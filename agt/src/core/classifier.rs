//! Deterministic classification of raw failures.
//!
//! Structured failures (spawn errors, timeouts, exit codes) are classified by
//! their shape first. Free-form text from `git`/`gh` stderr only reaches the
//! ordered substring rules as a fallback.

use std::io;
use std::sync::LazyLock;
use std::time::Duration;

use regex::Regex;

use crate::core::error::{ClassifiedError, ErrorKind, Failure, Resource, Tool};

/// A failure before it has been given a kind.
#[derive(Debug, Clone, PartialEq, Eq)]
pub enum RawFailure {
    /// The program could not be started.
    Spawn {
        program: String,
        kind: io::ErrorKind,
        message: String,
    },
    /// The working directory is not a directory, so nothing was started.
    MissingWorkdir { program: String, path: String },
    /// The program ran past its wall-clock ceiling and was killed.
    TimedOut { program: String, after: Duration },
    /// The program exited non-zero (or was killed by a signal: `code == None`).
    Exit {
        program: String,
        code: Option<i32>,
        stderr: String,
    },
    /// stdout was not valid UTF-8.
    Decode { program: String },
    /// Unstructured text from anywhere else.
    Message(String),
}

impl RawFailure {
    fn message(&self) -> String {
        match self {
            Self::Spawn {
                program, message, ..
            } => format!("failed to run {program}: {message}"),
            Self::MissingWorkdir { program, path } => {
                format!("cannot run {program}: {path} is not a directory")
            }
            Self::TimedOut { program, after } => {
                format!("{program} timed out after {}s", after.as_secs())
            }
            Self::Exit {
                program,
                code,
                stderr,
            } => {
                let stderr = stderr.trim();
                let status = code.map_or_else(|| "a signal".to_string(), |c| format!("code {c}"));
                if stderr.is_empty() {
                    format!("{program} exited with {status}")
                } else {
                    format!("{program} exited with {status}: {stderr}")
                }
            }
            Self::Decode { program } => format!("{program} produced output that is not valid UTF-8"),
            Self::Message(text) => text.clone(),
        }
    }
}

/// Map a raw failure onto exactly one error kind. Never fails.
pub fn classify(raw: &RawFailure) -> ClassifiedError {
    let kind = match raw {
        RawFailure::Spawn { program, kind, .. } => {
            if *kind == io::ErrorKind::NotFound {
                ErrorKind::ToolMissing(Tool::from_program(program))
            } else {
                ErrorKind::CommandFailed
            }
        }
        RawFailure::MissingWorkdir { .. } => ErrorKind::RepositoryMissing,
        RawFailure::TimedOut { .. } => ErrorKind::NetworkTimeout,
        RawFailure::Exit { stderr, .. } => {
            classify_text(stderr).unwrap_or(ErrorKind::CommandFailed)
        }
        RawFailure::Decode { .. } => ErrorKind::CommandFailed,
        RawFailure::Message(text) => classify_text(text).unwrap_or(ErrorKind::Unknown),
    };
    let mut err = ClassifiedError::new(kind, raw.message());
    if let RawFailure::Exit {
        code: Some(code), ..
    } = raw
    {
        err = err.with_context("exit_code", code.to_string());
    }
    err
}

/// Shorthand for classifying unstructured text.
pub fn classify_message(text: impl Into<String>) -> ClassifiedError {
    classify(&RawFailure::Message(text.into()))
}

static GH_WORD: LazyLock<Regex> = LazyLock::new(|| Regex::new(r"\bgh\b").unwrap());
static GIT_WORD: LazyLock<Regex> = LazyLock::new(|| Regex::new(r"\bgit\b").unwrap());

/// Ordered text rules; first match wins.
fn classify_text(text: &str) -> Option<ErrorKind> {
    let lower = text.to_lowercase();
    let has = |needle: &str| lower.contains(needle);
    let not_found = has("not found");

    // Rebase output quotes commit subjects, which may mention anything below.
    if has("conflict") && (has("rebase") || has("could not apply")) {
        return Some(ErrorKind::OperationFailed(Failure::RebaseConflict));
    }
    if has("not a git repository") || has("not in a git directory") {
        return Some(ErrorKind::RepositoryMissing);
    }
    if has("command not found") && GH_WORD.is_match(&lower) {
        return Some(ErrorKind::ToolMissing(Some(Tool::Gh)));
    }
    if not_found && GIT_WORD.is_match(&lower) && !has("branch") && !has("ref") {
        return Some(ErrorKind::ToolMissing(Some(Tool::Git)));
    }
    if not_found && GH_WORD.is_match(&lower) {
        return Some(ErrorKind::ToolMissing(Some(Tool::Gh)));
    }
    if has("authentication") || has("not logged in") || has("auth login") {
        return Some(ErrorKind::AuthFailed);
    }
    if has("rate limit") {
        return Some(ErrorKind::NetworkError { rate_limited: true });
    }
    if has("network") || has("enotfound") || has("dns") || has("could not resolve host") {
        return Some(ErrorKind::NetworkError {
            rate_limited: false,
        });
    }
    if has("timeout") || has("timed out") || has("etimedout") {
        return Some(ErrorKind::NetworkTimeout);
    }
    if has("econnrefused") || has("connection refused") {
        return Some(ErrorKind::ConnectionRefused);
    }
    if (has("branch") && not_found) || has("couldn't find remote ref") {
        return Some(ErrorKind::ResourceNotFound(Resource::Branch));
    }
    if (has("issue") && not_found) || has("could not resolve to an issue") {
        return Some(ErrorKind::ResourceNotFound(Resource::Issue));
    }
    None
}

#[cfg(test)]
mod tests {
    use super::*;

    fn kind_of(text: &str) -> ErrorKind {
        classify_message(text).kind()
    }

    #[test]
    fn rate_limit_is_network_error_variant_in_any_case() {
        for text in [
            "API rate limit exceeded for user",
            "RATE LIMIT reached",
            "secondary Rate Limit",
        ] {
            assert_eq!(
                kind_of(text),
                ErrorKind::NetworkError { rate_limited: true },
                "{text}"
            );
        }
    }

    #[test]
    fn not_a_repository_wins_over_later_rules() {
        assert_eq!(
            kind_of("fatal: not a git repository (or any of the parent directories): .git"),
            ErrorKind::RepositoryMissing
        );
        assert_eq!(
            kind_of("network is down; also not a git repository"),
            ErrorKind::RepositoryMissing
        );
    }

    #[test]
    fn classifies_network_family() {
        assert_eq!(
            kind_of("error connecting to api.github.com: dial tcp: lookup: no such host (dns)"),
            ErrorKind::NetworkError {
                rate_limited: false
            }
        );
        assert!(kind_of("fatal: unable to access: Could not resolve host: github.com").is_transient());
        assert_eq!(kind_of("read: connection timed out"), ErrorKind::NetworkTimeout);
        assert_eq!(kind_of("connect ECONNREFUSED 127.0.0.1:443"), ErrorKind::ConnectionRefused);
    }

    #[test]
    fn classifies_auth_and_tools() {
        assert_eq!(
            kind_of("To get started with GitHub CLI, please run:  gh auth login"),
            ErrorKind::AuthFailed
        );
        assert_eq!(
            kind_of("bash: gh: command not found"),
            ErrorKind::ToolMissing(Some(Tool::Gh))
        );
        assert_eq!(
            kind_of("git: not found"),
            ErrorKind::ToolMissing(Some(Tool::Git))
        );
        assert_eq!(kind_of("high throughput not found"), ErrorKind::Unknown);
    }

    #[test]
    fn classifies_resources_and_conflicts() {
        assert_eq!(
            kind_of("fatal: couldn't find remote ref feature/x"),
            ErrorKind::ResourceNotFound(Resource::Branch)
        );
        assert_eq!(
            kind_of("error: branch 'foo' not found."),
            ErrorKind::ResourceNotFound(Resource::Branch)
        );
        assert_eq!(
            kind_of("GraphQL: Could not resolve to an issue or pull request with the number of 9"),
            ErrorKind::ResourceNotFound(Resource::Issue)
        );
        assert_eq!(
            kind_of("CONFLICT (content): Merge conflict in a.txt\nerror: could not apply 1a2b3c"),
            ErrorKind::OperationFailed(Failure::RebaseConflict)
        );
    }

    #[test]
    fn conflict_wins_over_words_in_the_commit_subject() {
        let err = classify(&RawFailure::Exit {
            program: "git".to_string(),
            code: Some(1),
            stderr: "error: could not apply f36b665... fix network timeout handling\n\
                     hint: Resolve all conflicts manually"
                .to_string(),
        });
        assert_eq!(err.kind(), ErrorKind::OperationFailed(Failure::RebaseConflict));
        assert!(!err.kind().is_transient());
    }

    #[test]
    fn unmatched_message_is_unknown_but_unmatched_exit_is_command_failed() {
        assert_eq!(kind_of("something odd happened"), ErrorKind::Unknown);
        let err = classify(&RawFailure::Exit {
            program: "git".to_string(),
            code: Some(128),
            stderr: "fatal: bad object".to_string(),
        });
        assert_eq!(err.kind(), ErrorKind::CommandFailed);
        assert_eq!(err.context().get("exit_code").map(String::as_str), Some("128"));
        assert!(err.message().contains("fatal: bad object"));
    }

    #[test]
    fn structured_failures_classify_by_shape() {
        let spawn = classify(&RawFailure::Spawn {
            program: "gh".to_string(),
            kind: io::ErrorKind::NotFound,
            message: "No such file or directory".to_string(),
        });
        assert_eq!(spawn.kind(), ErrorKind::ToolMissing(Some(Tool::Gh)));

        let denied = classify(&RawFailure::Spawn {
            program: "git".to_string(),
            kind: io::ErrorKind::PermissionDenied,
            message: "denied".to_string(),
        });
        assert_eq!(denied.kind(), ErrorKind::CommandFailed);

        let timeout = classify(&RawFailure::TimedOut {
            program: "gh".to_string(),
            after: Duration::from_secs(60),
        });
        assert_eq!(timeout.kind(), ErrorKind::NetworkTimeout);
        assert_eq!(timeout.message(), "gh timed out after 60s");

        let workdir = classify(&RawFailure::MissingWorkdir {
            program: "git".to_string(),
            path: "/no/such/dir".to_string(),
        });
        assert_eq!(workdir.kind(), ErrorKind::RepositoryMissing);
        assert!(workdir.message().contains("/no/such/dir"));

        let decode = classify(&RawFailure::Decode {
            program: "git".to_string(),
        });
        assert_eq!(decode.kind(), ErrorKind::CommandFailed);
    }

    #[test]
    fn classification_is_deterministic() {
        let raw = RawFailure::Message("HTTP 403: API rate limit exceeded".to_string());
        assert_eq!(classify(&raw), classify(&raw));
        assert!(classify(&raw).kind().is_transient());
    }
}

· · ·

Check each line above for "object" and give the number of lines that match, nothing more.

2